From the listing below, output only the lines starting at the line that has "self.dirty = false;" and ending at the line that has "let biens = match", exactly as they appear, ends included.

===== Records provided

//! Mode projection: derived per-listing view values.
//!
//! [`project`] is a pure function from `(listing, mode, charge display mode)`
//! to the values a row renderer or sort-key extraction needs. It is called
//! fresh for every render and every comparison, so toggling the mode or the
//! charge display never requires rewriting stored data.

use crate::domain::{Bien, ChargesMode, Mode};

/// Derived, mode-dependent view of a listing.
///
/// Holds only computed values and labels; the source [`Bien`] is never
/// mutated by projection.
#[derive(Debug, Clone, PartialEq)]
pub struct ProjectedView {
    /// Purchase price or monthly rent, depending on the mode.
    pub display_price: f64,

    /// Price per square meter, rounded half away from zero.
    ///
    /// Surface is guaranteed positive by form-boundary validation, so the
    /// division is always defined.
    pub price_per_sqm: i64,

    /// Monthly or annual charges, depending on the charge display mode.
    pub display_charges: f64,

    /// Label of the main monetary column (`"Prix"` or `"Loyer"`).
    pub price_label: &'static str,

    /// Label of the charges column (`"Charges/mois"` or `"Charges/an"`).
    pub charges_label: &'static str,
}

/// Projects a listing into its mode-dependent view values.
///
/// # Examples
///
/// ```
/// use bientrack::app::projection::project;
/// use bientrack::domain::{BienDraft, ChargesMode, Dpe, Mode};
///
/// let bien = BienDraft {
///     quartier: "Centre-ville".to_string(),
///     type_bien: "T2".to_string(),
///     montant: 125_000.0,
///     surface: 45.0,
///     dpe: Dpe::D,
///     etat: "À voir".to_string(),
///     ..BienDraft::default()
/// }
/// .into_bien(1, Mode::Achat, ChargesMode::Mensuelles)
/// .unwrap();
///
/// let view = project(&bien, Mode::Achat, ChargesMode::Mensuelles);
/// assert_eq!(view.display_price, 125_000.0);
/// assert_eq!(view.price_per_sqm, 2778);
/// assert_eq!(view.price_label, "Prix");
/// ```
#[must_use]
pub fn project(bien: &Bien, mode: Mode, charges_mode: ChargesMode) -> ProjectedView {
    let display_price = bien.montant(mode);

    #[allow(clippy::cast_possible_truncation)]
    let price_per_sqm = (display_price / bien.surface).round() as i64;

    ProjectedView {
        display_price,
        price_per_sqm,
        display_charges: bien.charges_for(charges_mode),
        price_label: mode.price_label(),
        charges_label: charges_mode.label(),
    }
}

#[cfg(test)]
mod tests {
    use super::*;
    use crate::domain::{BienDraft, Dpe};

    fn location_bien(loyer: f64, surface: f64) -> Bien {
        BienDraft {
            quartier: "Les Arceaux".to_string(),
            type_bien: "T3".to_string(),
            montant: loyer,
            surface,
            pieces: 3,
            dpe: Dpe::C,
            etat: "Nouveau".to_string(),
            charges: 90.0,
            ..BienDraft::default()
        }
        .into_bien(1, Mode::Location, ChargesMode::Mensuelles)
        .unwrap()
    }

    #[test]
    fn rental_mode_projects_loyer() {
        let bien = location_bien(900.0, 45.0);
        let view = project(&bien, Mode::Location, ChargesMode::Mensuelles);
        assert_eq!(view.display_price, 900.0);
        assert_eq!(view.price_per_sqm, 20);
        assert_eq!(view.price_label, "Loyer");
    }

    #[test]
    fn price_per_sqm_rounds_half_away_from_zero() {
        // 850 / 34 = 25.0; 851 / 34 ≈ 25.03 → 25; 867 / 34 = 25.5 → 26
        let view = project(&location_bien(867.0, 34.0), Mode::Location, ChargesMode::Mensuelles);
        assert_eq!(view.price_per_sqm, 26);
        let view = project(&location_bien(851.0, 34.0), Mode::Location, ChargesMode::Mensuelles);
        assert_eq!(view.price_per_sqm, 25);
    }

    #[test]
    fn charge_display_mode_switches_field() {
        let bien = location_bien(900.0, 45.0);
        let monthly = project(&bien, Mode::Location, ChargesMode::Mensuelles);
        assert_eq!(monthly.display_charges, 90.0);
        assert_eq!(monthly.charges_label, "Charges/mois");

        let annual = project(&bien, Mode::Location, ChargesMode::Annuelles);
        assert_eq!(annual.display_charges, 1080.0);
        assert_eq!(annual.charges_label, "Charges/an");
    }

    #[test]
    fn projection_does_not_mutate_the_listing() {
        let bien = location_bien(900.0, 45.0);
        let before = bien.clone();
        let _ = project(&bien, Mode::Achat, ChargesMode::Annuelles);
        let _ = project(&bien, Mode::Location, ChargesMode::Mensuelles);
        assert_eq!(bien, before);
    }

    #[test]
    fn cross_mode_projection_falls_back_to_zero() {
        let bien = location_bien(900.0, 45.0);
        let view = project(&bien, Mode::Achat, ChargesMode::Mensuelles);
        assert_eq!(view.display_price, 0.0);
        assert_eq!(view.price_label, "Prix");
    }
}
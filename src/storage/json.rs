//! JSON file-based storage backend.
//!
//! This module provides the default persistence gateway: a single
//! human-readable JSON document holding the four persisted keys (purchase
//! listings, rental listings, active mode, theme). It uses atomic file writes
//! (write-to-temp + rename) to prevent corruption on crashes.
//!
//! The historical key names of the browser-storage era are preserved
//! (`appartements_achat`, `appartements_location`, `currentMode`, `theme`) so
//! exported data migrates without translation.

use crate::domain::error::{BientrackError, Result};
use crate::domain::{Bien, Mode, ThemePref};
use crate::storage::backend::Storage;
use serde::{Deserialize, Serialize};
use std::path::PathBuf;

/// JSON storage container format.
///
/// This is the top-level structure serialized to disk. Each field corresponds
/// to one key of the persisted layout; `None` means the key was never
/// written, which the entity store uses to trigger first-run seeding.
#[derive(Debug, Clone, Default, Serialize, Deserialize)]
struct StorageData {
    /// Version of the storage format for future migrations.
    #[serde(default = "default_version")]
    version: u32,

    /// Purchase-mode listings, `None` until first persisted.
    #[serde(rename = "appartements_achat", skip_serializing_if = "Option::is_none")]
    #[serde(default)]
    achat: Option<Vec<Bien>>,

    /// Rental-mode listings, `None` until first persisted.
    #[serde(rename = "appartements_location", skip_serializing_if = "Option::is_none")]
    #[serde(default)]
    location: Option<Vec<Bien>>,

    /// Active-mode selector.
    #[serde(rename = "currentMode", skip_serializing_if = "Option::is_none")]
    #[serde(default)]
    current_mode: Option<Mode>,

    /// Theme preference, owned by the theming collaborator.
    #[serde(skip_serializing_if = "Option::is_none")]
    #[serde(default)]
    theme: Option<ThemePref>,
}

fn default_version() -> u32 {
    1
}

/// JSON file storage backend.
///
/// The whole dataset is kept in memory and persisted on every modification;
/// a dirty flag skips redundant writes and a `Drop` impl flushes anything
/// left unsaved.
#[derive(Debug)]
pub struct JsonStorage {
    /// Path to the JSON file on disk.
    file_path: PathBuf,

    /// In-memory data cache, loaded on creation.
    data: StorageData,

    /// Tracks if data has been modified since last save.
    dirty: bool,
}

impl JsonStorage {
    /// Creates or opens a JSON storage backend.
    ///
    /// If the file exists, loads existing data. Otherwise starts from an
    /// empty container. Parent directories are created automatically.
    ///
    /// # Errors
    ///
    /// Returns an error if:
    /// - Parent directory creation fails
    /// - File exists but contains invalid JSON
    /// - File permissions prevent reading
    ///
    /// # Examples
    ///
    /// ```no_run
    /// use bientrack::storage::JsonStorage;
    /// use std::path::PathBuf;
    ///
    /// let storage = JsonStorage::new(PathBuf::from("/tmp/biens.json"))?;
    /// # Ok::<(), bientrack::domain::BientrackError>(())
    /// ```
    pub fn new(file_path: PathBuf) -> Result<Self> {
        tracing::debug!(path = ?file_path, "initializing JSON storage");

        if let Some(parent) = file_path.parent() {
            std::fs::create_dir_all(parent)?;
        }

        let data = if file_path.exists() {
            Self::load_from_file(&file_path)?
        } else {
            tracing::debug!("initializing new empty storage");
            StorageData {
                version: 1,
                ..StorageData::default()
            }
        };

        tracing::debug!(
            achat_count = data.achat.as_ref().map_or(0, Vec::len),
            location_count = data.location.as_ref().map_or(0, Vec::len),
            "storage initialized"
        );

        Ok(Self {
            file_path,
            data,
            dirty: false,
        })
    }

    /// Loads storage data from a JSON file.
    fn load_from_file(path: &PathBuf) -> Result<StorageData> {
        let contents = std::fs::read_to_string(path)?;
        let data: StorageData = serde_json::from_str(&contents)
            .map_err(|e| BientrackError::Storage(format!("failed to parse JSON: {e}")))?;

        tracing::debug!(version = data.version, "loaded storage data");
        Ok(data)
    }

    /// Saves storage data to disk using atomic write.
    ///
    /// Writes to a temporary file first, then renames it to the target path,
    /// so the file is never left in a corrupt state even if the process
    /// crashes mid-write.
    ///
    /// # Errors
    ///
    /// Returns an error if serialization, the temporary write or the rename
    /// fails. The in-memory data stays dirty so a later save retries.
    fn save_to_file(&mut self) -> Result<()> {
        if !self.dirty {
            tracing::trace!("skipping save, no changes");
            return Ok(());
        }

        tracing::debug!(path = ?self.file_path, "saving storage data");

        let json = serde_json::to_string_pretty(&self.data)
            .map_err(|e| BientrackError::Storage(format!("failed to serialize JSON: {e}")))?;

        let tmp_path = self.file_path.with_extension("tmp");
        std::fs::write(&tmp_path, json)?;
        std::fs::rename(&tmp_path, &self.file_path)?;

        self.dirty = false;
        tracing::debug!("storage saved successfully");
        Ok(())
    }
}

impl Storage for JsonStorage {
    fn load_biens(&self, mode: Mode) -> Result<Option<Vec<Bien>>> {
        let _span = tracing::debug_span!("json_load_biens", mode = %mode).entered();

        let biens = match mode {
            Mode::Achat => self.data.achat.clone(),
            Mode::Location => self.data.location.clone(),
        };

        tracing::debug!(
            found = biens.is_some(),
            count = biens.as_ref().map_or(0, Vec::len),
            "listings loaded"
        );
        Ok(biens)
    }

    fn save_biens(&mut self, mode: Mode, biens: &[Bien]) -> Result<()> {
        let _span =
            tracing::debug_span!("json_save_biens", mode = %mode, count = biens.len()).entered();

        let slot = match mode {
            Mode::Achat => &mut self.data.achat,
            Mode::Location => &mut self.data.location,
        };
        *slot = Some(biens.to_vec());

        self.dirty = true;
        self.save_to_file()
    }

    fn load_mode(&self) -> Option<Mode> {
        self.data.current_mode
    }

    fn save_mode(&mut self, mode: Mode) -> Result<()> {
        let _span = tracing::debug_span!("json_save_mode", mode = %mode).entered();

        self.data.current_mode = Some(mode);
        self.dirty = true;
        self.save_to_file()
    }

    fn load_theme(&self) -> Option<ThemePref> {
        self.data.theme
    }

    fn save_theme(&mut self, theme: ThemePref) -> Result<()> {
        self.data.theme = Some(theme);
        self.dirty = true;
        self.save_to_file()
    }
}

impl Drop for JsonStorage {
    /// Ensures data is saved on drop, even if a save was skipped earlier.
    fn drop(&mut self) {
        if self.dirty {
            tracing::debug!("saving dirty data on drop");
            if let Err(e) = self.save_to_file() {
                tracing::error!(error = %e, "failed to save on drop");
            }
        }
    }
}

==========

### The completed task
        self.dirty = false;
        tracing::debug!("storage saved successfully");
        Ok(())
    }
}

impl Storage for JsonStorage {
    fn load_biens(&self, mode: Mode) -> Result<Option<Vec<Bien>>> {
        let _span = tracing::debug_span!("json_load_biens", mode = %mode).entered();

        let biens = match mode {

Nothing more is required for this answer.